Collected data:
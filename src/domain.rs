use std::fmt;
use std::str::FromStr;

use serde::{Deserialize, Serialize};

use crate::error::ClipsortError;

/// Container extension written for every downloaded clip, whatever the source format.
pub const OUTPUT_EXTENSION: &str = "mp4";

#[derive(Debug, Clone, PartialEq, Eq, Hash, PartialOrd, Ord, Serialize, Deserialize)]
#[serde(transparent)]
pub struct JobId(String);

impl JobId {
    pub fn as_str(&self) -> &str {
        &self.0
    }
}

impl fmt::Display for JobId {
    fn fmt(&self, f: &mut fmt::Formatter<'_>) -> fmt::Result {
        write!(f, "{}", self.0)
    }
}

impl FromStr for JobId {
    type Err = ClipsortError;

    fn from_str(value: &str) -> Result<Self, Self::Err> {
        Ok(Self(path_component("id", value)?))
    }
}

#[derive(Debug, Clone, PartialEq, Eq, Hash, PartialOrd, Ord, Serialize, Deserialize)]
#[serde(transparent)]
pub struct Label(String);

impl Label {
    pub fn as_str(&self) -> &str {
        &self.0
    }
}

impl fmt::Display for Label {
    fn fmt(&self, f: &mut fmt::Formatter<'_>) -> fmt::Result {
        write!(f, "{}", self.0)
    }
}

impl FromStr for Label {
    type Err = ClipsortError;

    fn from_str(value: &str) -> Result<Self, Self::Err> {
        Ok(Self(path_component("label", value)?))
    }
}

// Ids and labels end up as a single path segment under the output root.
fn path_component(kind: &'static str, value: &str) -> Result<String, ClipsortError> {
    let trimmed = value.trim();
    let is_valid = !trimmed.is_empty()
        && trimmed != "."
        && trimmed != ".."
        && !trimmed.contains(['/', '\\', '\0']);
    if !is_valid {
        return Err(ClipsortError::InvalidPathComponent {
            kind,
            value: value.to_string(),
        });
    }
    Ok(trimmed.to_string())
}

/// One dataset row: where to fetch a clip from and which label folder it belongs in.
#[derive(Debug, Clone, PartialEq, Eq, Serialize)]
pub struct Job {
    pub id: JobId,
    pub url: String,
    pub label: Label,
}

impl Job {
    pub fn new(id: &str, url: &str, label: &str) -> Result<Self, ClipsortError> {
        Ok(Self {
            id: id.parse()?,
            url: url.trim().to_string(),
            label: label.parse()?,
        })
    }

    pub fn file_name(&self) -> String {
        format!("{}.{OUTPUT_EXTENSION}", self.id)
    }
}

#[cfg(test)]
mod tests {
    use assert_matches::assert_matches;

    use super::*;

    #[test]
    fn trims_id_and_label() {
        let job = Job::new(" 17 ", " https://drive.google.com/file/d/x/view ", " happy").unwrap();
        assert_eq!(job.id.as_str(), "17");
        assert_eq!(job.label.as_str(), "happy");
        assert_eq!(job.url, "https://drive.google.com/file/d/x/view");
        assert_eq!(job.file_name(), "17.mp4");
    }

    #[test]
    fn rejects_traversal_labels() {
        let err = "..".parse::<Label>().unwrap_err();
        assert_matches!(err, ClipsortError::InvalidPathComponent { kind: "label", .. });

        let err = "sad/../../etc".parse::<Label>().unwrap_err();
        assert_matches!(err, ClipsortError::InvalidPathComponent { .. });
    }

    #[test]
    fn rejects_empty_id() {
        let err = "   ".parse::<JobId>().unwrap_err();
        assert_matches!(err, ClipsortError::InvalidPathComponent { kind: "id", .. });
    }
}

# Exercise brief
In full and exactly as written, reproduce the records above.

# Response for this exercise
filename src/domain.rs
use std::fmt;
use std::str::FromStr;

use serde::{Deserialize, Serialize};

use crate::error::ClipsortError;

/// Container extension written for every downloaded clip, whatever the source format.
pub const OUTPUT_EXTENSION: &str = "mp4";

#[derive(Debug, Clone, PartialEq, Eq, Hash, PartialOrd, Ord, Serialize, Deserialize)]
#[serde(transparent)]
pub struct JobId(String);

impl JobId {
    pub fn as_str(&self) -> &str {
        &self.0
    }
}

impl fmt::Display for JobId {
    fn fmt(&self, f: &mut fmt::Formatter<'_>) -> fmt::Result {
        write!(f, "{}", self.0)
    }
}

impl FromStr for JobId {
    type Err = ClipsortError;

    fn from_str(value: &str) -> Result<Self, Self::Err> {
        Ok(Self(path_component("id", value)?))
    }
}

#[derive(Debug, Clone, PartialEq, Eq, Hash, PartialOrd, Ord, Serialize, Deserialize)]
#[serde(transparent)]
pub struct Label(String);

impl Label {
    pub fn as_str(&self) -> &str {
        &self.0
    }
}

impl fmt::Display for Label {
    fn fmt(&self, f: &mut fmt::Formatter<'_>) -> fmt::Result {
        write!(f, "{}", self.0)
    }
}

impl FromStr for Label {
    type Err = ClipsortError;

    fn from_str(value: &str) -> Result<Self, Self::Err> {
        Ok(Self(path_component("label", value)?))
    }
}

// Ids and labels end up as a single path segment under the output root.
fn path_component(kind: &'static str, value: &str) -> Result<String, ClipsortError> {
    let trimmed = value.trim();
    let is_valid = !trimmed.is_empty()
        && trimmed != "."
        && trimmed != ".."
        && !trimmed.contains(['/', '\\', '\0']);
    if !is_valid {
        return Err(ClipsortError::InvalidPathComponent {
            kind,
            value: value.to_string(),
        });
    }
    Ok(trimmed.to_string())
}

/// One dataset row: where to fetch a clip from and which label folder it belongs in.
#[derive(Debug, Clone, PartialEq, Eq, Serialize)]
pub struct Job {
    pub id: JobId,
    pub url: String,
    pub label: Label,
}

impl Job {
    pub fn new(id: &str, url: &str, label: &str) -> Result<Self, ClipsortError> {
        Ok(Self {
            id: id.parse()?,
            url: url.trim().to_string(),
            label: label.parse()?,
        })
    }

    pub fn file_name(&self) -> String {
        format!("{}.{OUTPUT_EXTENSION}", self.id)
    }
}

#[cfg(test)]
mod tests {
    use assert_matches::assert_matches;

    use super::*;

    #[test]
    fn trims_id_and_label() {
        let job = Job::new(" 17 ", " https://drive.google.com/file/d/x/view ", " happy").unwrap();
        assert_eq!(job.id.as_str(), "17");
        assert_eq!(job.label.as_str(), "happy");
        assert_eq!(job.url, "https://drive.google.com/file/d/x/view");
        assert_eq!(job.file_name(), "17.mp4");
    }

    #[test]
    fn rejects_traversal_labels() {
        let err = "..".parse::<Label>().unwrap_err();
        assert_matches!(err, ClipsortError::InvalidPathComponent { kind: "label", .. });

        let err = "sad/../../etc".parse::<Label>().unwrap_err();
        assert_matches!(err, ClipsortError::InvalidPathComponent { .. });
    }

    #[test]
    fn rejects_empty_id() {
        let err = "   ".parse::<JobId>().unwrap_err();
        assert_matches!(err, ClipsortError::InvalidPathComponent { kind: "id", .. });
    }
}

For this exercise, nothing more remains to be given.